ALBANY, Ga. -- Representatives from Procter & Gamble's Albany plant were at the Easter Seals Southern Georgia office on Palmyra Road Wednesday to present a check to Megan's House.
Procter & Gamble has been an active supporter of the respite home, as well as other Easter Seals programs, in the past. The company presented a $1,000 donation as part of the "Friends of Megan's House" campaign, through which 12 area businesses and organizations can sponsor Megan's House during a month in 2013.
"Easter Seals does a great job with the community and supports its needs," said Vince Falcione, external relations manager for the Albany Procter & Gamble plant. "...I'm tickled to death to present this check to Megan's House.
"We've supported Megan's House for a couple of years. These are children in need, and their families need help. Easter Seals does great work and (we are glad to) be able to support them and what they do."
The sponsorships help provide respite care to families of children up to age 17 who have developmental disabilities, autism or are medically fragile at a cost of $100 per day. That breaks down to about 10 days worth of overhead costs and services to families paid for through the $1,000 donations.
The average family uses the home for three to four days, and pays about $6-$30 a day, officials at Easter Seals say.
In the Easter Seals Southern Georgia region, there were 51 children served at three Megan's House locations -- in Albany, Valdosta and Waycross -- while 415 days of respite care were provided to families, officials say.
The program came into being in memory of Megan Hollomon, who died unexpectedly in 2003 at the age of 14. She was diagnosed with Partial Trisomy 22 Chromosome Disorder shortly after birth, leaving her mentally and physically challenged.
"This is our only program without a guaranteed source of funding," said Nicki Wilson, director of respite and family support services for Easter Seals Southern Georgia. "(With help), we've kept the doors open since 2004.
"If we don't have continued funding, we can't provide services."
In the traditional models Easter Seals has used for its fundraising efforts, the organization has usually brought in roughly $10,000-$12,000.
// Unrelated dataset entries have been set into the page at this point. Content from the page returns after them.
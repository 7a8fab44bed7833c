//! Events a backend emits while a reply is being generated.
//!
//! Every backend, mock or remote, hands the chat service a
//! [`BoxedEventStream`]. Fragments arrive as `TextDelta`; a backend that
//! wants tools run reports them as `ToolCallDelta` or inside the final
//! `ResponseComplete`.
//!
//! ```rust
//! use gprovider::{BoxedEventStream, StreamEvent, VecEventStream};
//!
//! let scripted: VecEventStream = ["Shipping ", "is free."]
//!     .into_iter()
//!     .map(|fragment| Ok(StreamEvent::TextDelta(fragment.to_string())))
//!     .collect();
//! let _boxed: BoxedEventStream<'static> = Box::pin(scripted);
//! ```

use std::pin::Pin;
use std::task::{Context, Poll};

use futures_core::Stream;

use crate::{Message, ModelResponse, ProviderError, ToolCall};

type StreamItem = Result<StreamEvent, ProviderError>;

#[derive(Debug, Clone, PartialEq, Eq)]
pub enum StreamEvent {
    /// Next fragment of assistant text.
    TextDelta(String),
    ToolCallDelta(ToolCall),
    MessageComplete(Message),
    /// Always last when present. Its tool calls win over any streamed deltas.
    ResponseComplete(ModelResponse),
}

/// Ordering rules every backend stream follows:
///
/// - events arrive in the order the backend produced them;
/// - completion events come after the deltas they summarize;
/// - after the first `None` nothing more is yielded;
/// - dropping the stream abandons any pending delay or network read.
pub trait ModelEventStream: Stream<Item = StreamItem> + Send {}

impl<S> ModelEventStream for S where S: Stream<Item = StreamItem> + Send {}

pub type BoxedEventStream<'a> = Pin<Box<dyn ModelEventStream + 'a>>;

/// Replays a fixed list of events, one per poll. Used for empty replies and
/// by test backends.
#[derive(Debug)]
pub struct VecEventStream {
    remaining: std::vec::IntoIter<StreamItem>,
}

impl VecEventStream {
    pub fn new(events: Vec<StreamItem>) -> Self {
        Self {
            remaining: events.into_iter(),
        }
    }
}

impl FromIterator<StreamItem> for VecEventStream {
    fn from_iter<I: IntoIterator<Item = StreamItem>>(iter: I) -> Self {
        Self::new(iter.into_iter().collect())
    }
}

impl Stream for VecEventStream {
    type Item = StreamItem;

    fn poll_next(mut self: Pin<&mut Self>, _cx: &mut Context<'_>) -> Poll<Option<StreamItem>> {
        Poll::Ready(self.remaining.next())
    }

    fn size_hint(&self) -> (usize, Option<usize>) {
        self.remaining.size_hint()
    }
}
"We are on track to bringing in that much (with the 'Friends of Megan's House' campaign), and it is less labor intensive," Wilson said.
Flint Community Bank, all the area Sertoma clubs and Bush Animal Clinic have been among the organizations that have given to the campaign so far. Wilson said a business has already been booked for August, but she would not say who it was. September has been blacked out due to the upcoming kick-off for this year's United Way of Southwest Georgia campaign -- another source of funding for Easter Seals.
There are still businesses that need to be booked for the months of October, November and December, Wilson said.